**Your goal**
Copy each line of the entries beneath that contains the word "empty".

•••••

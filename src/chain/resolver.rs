//! Management-chain resolution
//!
//! Flattens one employee's relation record into the ordered
//! "self -> superiors" sequence used for breadcrumb-style display.
//! Traversal is hard-capped at two superior levels above the employee
//! and deliberately performs no deduplication and no cycle guard: a
//! manager reachable through two different direct superiors appears
//! twice, and callers render the chain as-is.

use crate::relation::{EmployeeId, RelationRecord};
use crate::warning::RelationWarning;
use serde::{Deserialize, Serialize};
use tracing::{debug, trace};

/// Vertical position of a chain entry relative to the employee.
#[derive(Debug, Clone, Copy, PartialEq, Eq, Hash, Serialize, Deserialize)]
pub enum ChainLevel {
    #[serde(rename = "self")]
    Current,
    #[serde(rename = "direct-superior")]
    DirectSuperior,
    #[serde(rename = "senior-leadership")]
    SeniorLeadership,
}

/// One entry of the resolved management chain.
#[derive(Debug, Clone, PartialEq, Serialize, Deserialize)]
#[serde(rename_all = "camelCase")]
pub struct ChainEntry {
    pub id: EmployeeId,
    pub name: String,
    pub level: ChainLevel,
}

impl ChainEntry {
    fn from_record(record: &RelationRecord, level: ChainLevel) -> Self {
        ChainEntry {
            id: record.id,
            name: record.name.clone(),
            level,
        }
    }
}

/// Result of the strict resolver: the chain plus every omission that
/// the lenient resolver would have discarded.
#[derive(Debug, Clone, Default, PartialEq)]
pub struct ChainResolution {
    pub entries: Vec<ChainEntry>,
    pub warnings: Vec<RelationWarning>,
}

/// Extract the candidate manager name from a raw superior reference:
/// the substring before the first whitespace character. Trailing
/// annotation text such as `"(VP)"` is discarded.
fn superior_name(raw: &str) -> Option<&str> {
    raw.split_whitespace().next()
}

fn find_by_id(records: &[RelationRecord], id: EmployeeId) -> Option<&RelationRecord> {
    records.iter().find(|r| r.id == id)
}

fn find_by_name<'a>(records: &'a [RelationRecord], name: &str) -> Option<&'a RelationRecord> {
    records.iter().find(|r| r.name == name)
}

/// Build the management chain for `employee_id`.
///
/// Superiors are resolved by name equality against `records`; an
/// unresolved or empty reference is skipped silently. An employee with
/// no record produces an empty chain. Ambiguous names resolve to the
/// first matching record; use [`resolve_chain`] to detect ambiguity
/// instead.
pub fn build_chain(employee_id: EmployeeId, records: &[RelationRecord]) -> Vec<ChainEntry> {
    let Some(record) = find_by_id(records, employee_id) else {
        debug!(%employee_id, "no relation record, returning empty chain");
        return Vec::new();
    };

    let mut chain = vec![ChainEntry::from_record(record, ChainLevel::Current)];

    for raw in &record.superior_refs {
        let Some(name) = superior_name(raw) else {
            trace!(%raw, "empty superior reference skipped");
            continue;
        };
        let Some(superior) = find_by_name(records, name) else {
            trace!(%raw, "unresolved superior reference skipped");
            continue;
        };
        chain.push(ChainEntry::from_record(superior, ChainLevel::DirectSuperior));

        // One further level only; never deeper.
        for raw in &superior.superior_refs {
            let Some(name) = superior_name(raw) else {
                continue;
            };
            if let Some(senior) = find_by_name(records, name) {
                chain.push(ChainEntry::from_record(senior, ChainLevel::SeniorLeadership));
            }
        }
    }

    debug!(%employee_id, entries = chain.len(), "management chain resolved");
    chain
}

/// Strict variant of [`build_chain`]: identical traversal, but every
/// omission is collected as a warning, and a name matching more than
/// one record is reported as ambiguous and skipped rather than
/// resolved to the first match.
pub fn resolve_chain(employee_id: EmployeeId, records: &[RelationRecord]) -> ChainResolution {
    let mut resolution = ChainResolution::default();

    let Some(record) = find_by_id(records, employee_id) else {
        resolution
            .warnings
            .push(RelationWarning::NotFound(employee_id));
        return resolution;
    };

    resolution
        .entries
        .push(ChainEntry::from_record(record, ChainLevel::Current));

    for raw in &record.superior_refs {
        if let Some(superior) = resolve_ref(raw, records, &mut resolution.warnings) {
            resolution
                .entries
                .push(ChainEntry::from_record(superior, ChainLevel::DirectSuperior));

            for raw in &superior.superior_refs {
                if let Some(senior) = resolve_ref(raw, records, &mut resolution.warnings) {
                    resolution
                        .entries
                        .push(ChainEntry::from_record(senior, ChainLevel::SeniorLeadership));
                }
            }
        }
    }

    resolution
}

fn resolve_ref<'a>(
    raw: &str,
    records: &'a [RelationRecord],
    warnings: &mut Vec<RelationWarning>,
) -> Option<&'a RelationRecord> {
    let Some(name) = superior_name(raw) else {
        warnings.push(RelationWarning::UnresolvedReference {
            raw: raw.to_string(),
        });
        return None;
    };

    let mut matches = records.iter().filter(|r| r.name == name);
    let first = matches.next();
    let extra = matches.count();

    match first {
        None => {
            warnings.push(RelationWarning::UnresolvedReference {
                raw: raw.to_string(),
            });
            None
        }
        Some(_) if extra > 0 => {
            warnings.push(RelationWarning::AmbiguousReference {
                raw: raw.to_string(),
                matches: extra + 1,
            });
            None
        }
        Some(record) => Some(record),
    }
}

•••••

**Answer box**
/// unresolved or empty reference is skipped silently. An employee with
/// no record produces an empty chain. Ambiguous names resolve to the
        debug!(%employee_id, "no relation record, returning empty chain");
            trace!(%raw, "empty superior reference skipped");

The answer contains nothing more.